That was several years and 3 churches ago. We’ve been a part of 2 “mega” churches where there were so many pastors and pastor’s wives that we all just blended into the scenery. I chose to get involved because this was my husband’s job and I was taken “to work” every weekend anyway.
I want to say though, some of the most hurtful and difficult times of my life have been because of christians and the way they’ve treated my husband. I’ve held my tongue and I’ve held back the part of me that hasn’t totally surrendered to Christ so many times – oh yeah – I’m human. I don’t do this because it’s the pastorly wife thing to do, but because my husband reminds me from time to time that fairness and justice aren’t God’s only priority – it’s also the relationships between His children and His children’s relationship with Him.
Although I do feel underappreciated and yes I’ve even threatened our children to behave at church – they are PK’s – I thwart my individuality at times to serve a higher purpose. I don’t always like it and I’m not the submissive, bow in the hair, speed limit driving, always have a bible on hand, bubbly pastor’s wife. But, I do love the Lord and my husband and my church and somewhere in there is a place for Calana – a place to be involved for what God has designed me. (ah yes – I do play piano, requirement #1 for a pastor’s wife).
I love my new church. It’s an emergent church in Wichita, Ks. Very hip and lots of unchurched before people. Guess what, a young lady called to say she felt horribly guilty all day because she had lied to me that morning. She said she had to confess because she realized she had lied to a pastor’s wife. WHAT!! Who cares who I am – she lied! Even in our small, intimate,everyone knows you church,there is a wrong perception about the holiness of a pastor, his wife and the little saints known as their children. Sorry, my sarcasm is showing a bit brightly right now.

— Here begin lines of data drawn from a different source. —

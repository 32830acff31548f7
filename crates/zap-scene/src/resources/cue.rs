//! Sound cue definitions: a tree of sources with effect chains.

use serde::Deserialize;

#[derive(Debug, Clone, Copy, PartialEq, Eq, Deserialize)]
pub enum SourceType {
    Parallel,
    Random,
    Sequence,
    Oscillator,
    Silence,
    WavePlayer,
}

#[derive(Debug, Clone, Copy, PartialEq, Eq, Deserialize)]
pub enum OscillatorType {
    Sine,
    Square,
    Sawtooth,
    Triangle,
}

#[derive(Debug, Clone, Copy, PartialEq, Eq, Deserialize)]
pub enum EffectType {
    Delay,
    Gain,
    PitchScale,
    PitchShift,
    Reverb,
    LowPass,
    HighPass,
}

fn one() -> f32 {
    1.0
}

fn half() -> f32 {
    0.5
}

#[derive(Debug, Clone, PartialEq, Deserialize)]
pub struct EffectDefinition {
    #[serde(rename = "type")]
    pub kind: EffectType,
    #[serde(default)]
    pub delay: f32,
    /// Decibels.
    #[serde(default)]
    pub gain: f32,
    #[serde(default = "one")]
    pub scale: f32,
    #[serde(default = "one")]
    pub shift: f32,
    #[serde(default = "half")]
    pub decay: f32,
}

#[derive(Debug, Clone, PartialEq, Deserialize)]
#[serde(rename_all = "camelCase")]
pub struct SourceDefinition {
    #[serde(rename = "type")]
    pub kind: SourceType,
    #[serde(default)]
    pub oscillator_type: Option<OscillatorType>,
    #[serde(default)]
    pub frequency: f32,
    #[serde(default)]
    pub amplitude: f32,
    /// Seconds, for oscillators and silence.
    #[serde(default)]
    pub length: f32,
    /// Sound played by a `WavePlayer`, by name.
    #[serde(default, rename = "source")]
    pub sound: Option<String>,
    #[serde(default)]
    pub effects: Vec<EffectDefinition>,
    #[serde(default)]
    pub sources: Vec<SourceDefinition>,
}

/// Playable sound description. An empty cue has no root source.
#[derive(Debug, Clone, Default, PartialEq, Deserialize)]
pub struct Cue {
    #[serde(default)]
    pub source: Option<SourceDefinition>,
}

impl Cue {
    /// Every sound name referenced by the tree, depth first.
    pub fn sound_names(&self) -> Vec<&str> {
        fn collect<'a>(source: &'a SourceDefinition, out: &mut Vec<&'a str>) {
            if let Some(name) = &source.sound {
                out.push(name);
            }
            for child in &source.sources {
                collect(child, out);
            }
        }

        let mut names = Vec::new();
        if let Some(source) = &self.source {
            collect(source, &mut names);
        }
        names
    }
}
//! Things a node can draw.
//!
//! A [`Drawable`] owns its geometry and any GPU buffers it uploaded. The
//! node supplies the world transform and tint at dispatch time.

use std::any::Any;
use std::fmt::Debug;

use glam::{Mat4, Vec2, Vec4};

use crate::assets::cache::Cache;
use crate::core::geometry::{polygon_overlaps_box, Aabb};
use crate::renderer::traits::{MeshBufferHandle, Renderer, ShaderHandle};
use crate::renderer::vertex::Vertex;
use crate::resources::Shader;

/// Per-layer state handed to every drawable during dispatch.
pub struct DrawContext<'a> {
    pub renderer: &'a mut dyn Renderer,
    /// Used to resolve shaders by name; `None` falls back to backend defaults.
    pub cache: Option<&'a Cache>,
    pub view_projection: Mat4,
}

impl<'a> DrawContext<'a> {
    pub fn new(renderer: &'a mut dyn Renderer, cache: Option<&'a Cache>, view_projection: Mat4) -> Self {
        Self {
            renderer,
            cache,
            view_projection,
        }
    }

    /// Handle of the named shader, if some bundle has it.
    pub fn shader(&self, name: &str) -> Option<ShaderHandle> {
        self.cache.and_then(|cache| cache.with_shader(name, Shader::handle))
    }

    /// Bind `name` (or the backend default when unresolved).
    pub fn activate_shader(&mut self, name: &str) {
        let shader = self.shader(name);
        self.renderer.activate_shader(shader);
    }

    pub fn model_view_projection(&self, transform: &Mat4) -> Mat4 {
        self.view_projection * *transform
    }
}

/// Visual attached to a node.
pub trait Drawable: Debug {
    /// Local-space bounds; an empty box is never culled.
    fn bounding_box(&self) -> Aabb;

    /// Advance time-dependent state.
    fn update(&mut self, _delta: f32) {}

    /// Issue draw calls. `tint` already carries the node's color and
    /// accumulated opacity.
    fn draw(&mut self, ctx: &mut DrawContext<'_>, transform: &Mat4, tint: Vec4);

    /// Whether `local` (node space) hits this drawable.
    fn point_on(&self, local: Vec2) -> bool {
        let bounds = self.bounding_box();
        !bounds.is_empty() && bounds.contains_point(local)
    }

    /// Whether a convex polygon (node space) overlaps this drawable.
    fn shape_overlaps(&self, local_edges: &[Vec2]) -> bool {
        polygon_overlaps_box(local_edges, &self.bounding_box())
    }

    fn as_any(&self) -> &dyn Any;

    fn as_any_mut(&mut self) -> &mut dyn Any;
}

/// Create a mesh buffer and fill it with 16-bit indices.
pub(crate) fn upload_mesh(renderer: &mut dyn Renderer, indices: &[u16], vertices: &[Vertex]) -> MeshBufferHandle {
    let buffer = renderer.create_mesh_buffer();
    renderer.upload_indices(buffer, bytemuck::cast_slice(indices), 2);
    renderer.upload_vertices(buffer, bytemuck::cast_slice(vertices), Vertex::STRIDE_BYTES as u32);
    buffer
}

#[cfg(test)]
pub(crate) mod tests {
    use super::*;
    use crate::renderer::traits::DrawMode;

    /// Minimal drawable with fixed bounds that records how it was drawn.
    #[derive(Debug, Default)]
    pub(crate) struct Probe {
        pub bounds: Aabb,
        pub draws: Vec<(Mat4, Vec4)>,
        pub elapsed: f32,
        pub buffer: Option<MeshBufferHandle>,
    }

    impl Probe {
        pub fn with_bounds(min: Vec2, max: Vec2) -> Self {
            Self {
                bounds: Aabb::from_rect(min, max),
                ..Self::default()
            }
        }
    }

    impl Drawable for Probe {
        fn bounding_box(&self) -> Aabb {
            self.bounds
        }

        fn update(&mut self, delta: f32) {
            self.elapsed += delta;
        }

        fn draw(&mut self, ctx: &mut DrawContext<'_>, transform: &Mat4, tint: Vec4) {
            let buffer = *self
                .buffer
                .get_or_insert_with(|| upload_mesh(&mut *ctx.renderer, &[0, 1, 2], &[Vertex::default(); 3]));
            let mvp = ctx.model_view_projection(transform);
            ctx.renderer.set_uniforms(&mvp, tint);
            ctx.renderer.draw_mesh_buffer(buffer, 3, DrawMode::TriangleList);
            self.draws.push((*transform, tint));
        }

        fn as_any(&self) -> &dyn Any {
            self
        }

        fn as_any_mut(&mut self) -> &mut dyn Any {
            self
        }
    }

    #[test]
    fn default_hit_test_uses_bounds() {
        let probe = Probe::with_bounds(Vec2::splat(-1.0), Vec2::splat(1.0));
        assert!(probe.point_on(Vec2::new(0.5, -0.5)));
        assert!(!probe.point_on(Vec2::new(1.5, 0.0)));
        assert!(probe.shape_overlaps(&[Vec2::ZERO, Vec2::new(3.0, 0.0), Vec2::new(0.0, 3.0)]));

        let empty = Probe::default();
        assert!(!empty.point_on(Vec2::ZERO));
    }

    #[test]
    fn unresolved_shader_is_none() {
        let mut renderer = crate::renderer::headless::HeadlessRenderer::new();
        let ctx = DrawContext::new(&mut renderer, None, Mat4::IDENTITY);
        assert!(ctx.shader("shaderTexture").is_none());
    }
}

I do want to be a good pastor’s wife. I’m also aware that God sees me through my heart not my husband’s job or how well I support him. There’s a balance out there for us. I don’t want to be someone I’m not. I do want to honor God although He confuses me and doesn’t answer my prayers my way all the time. Thanks for letting me vent. I thanked my husband for directing me to your site!! I look forward to more discussion on this.
Thank you for sharing so honestly. Peace be with you as you continue your journey with God.
PG
Calana – It is so difficult seeing how our husbands are treated. It’s hard holding your tongue! Your husband sounds like Jonathan. He will often say to me “just leve it, it’s not Christian, God knows etc.” but that has never helped with calming me down! There is a place for us, but it’s not a place like what pastors wives have had before. We are people, we have our own unique gifts, more importantly we are not a freebie. I have often joked with Jonathan that the church see it as buy onw get one free! I love your sarcasm – we’ll talk more!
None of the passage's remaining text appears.